Return only the number of lines in the material below holding the string "First".

(Provided records)

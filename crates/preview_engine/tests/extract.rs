use pretty_assertions::assert_eq;
use preview_engine::{decode_html, Extractor, HtmlMetadataExtractor, Metadata};

fn extract(html: &str, page_url: &str) -> Metadata {
    HtmlMetadataExtractor.extract(html, page_url).metadata
}

#[test]
fn reads_title_description_and_favicon() {
    let html = r#"<html><head>
        <title>  Example   Domain </title>
        <meta name="description" content="Illustrative examples.">
        <link rel="shortcut icon" href="/static/icon.png">
        </head><body><h1>Heading</h1></body></html>"#;

    assert_eq!(
        extract(html, "https://example.com/docs/page"),
        Metadata {
            url: "https://example.com/docs/page".to_string(),
            title: Some("Example Domain".to_string()),
            description: Some("Illustrative examples.".to_string()),
            favicon_url: Some("https://example.com/static/icon.png".to_string()),
        }
    );
}

#[test]
fn falls_back_to_open_graph_and_headings() {
    let og = r#"<html><head><meta property="og:title" content="OG Title">
        <meta property="og:description" content="OG description"></head>
        <body><h1>Ignored</h1></body></html>"#;
    let meta = extract(og, "https://example.com/");
    assert_eq!(meta.title.as_deref(), Some("OG Title"));
    assert_eq!(meta.description.as_deref(), Some("OG description"));

    let heading = "<html><head><title>   </title></head><body><h1></h1><h1>First real</h1></body></html>";
    assert_eq!(
        extract(heading, "https://example.com/").title.as_deref(),
        Some("First real")
    );
}

#[test]
fn favicon_defaults_to_root_path() {
    let meta = extract("<html><body>no links</body></html>", "https://example.com/a/b?c=d");
    assert_eq!(
        meta.favicon_url.as_deref(),
        Some("https://example.com/favicon.ico")
    );
}

#[test]
fn favicon_is_resolved_against_base_href() {
    let html = r#"<html><head><base href="https://cdn.example.net/assets/">
        <link rel="icon" href="fav.svg"></head></html>"#;
    assert_eq!(
        extract(html, "https://example.com/page").favicon_url.as_deref(),
        Some("https://cdn.example.net/assets/fav.svg")
    );
}

#[test]
fn inline_data_favicon_is_ignored() {
    let html = r#"<html><head><link rel="icon" href="data:image/png;base64,AAAA">
        <link rel="apple-touch-icon" href="/touch.png"></head></html>"#;
    assert_eq!(
        extract(html, "https://example.com/").favicon_url.as_deref(),
        Some("https://example.com/favicon.ico")
    );
}

#[test]
fn malformed_markup_yields_partial_metadata() {
    let meta = extract("<html><head><title>Broken<body><p>unterminated", "https://example.com/");
    assert_eq!(meta.description, None);
    assert!(meta.favicon_url.is_some());
}

#[test]
fn near_empty_and_challenge_pages_are_flagged() {
    let shell = r#"<html><head><title>App</title><script>window.boot()</script></head>
        <body><div id="root"></div><noscript>Enable JavaScript</noscript></body></html>"#;
    let page = HtmlMetadataExtractor.extract(shell, "https://app.example.com/");
    assert_eq!(page.body_text_len, 0);
    assert!(!page.is_challenge);

    let challenge = "<html><head><title>Just a moment...</title></head><body>Checking</body></html>";
    assert!(HtmlMetadataExtractor
        .extract(challenge, "https://example.com/")
        .is_challenge);
}

#[test]
fn legacy_charsets_are_decoded_before_extraction() {
    let bytes = b"<html><head><title>Caf\xe9 cr\xe8me</title></head></html>";
    let decoded = decode_html(bytes, Some("text/html; charset=ISO-8859-1"));
    let meta = extract(&decoded.html, "https://example.com/");
    assert_eq!(meta.title.as_deref(), Some("Caf\u{e9} cr\u{e8}me"));
}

(End Provided records)

Task solution:
2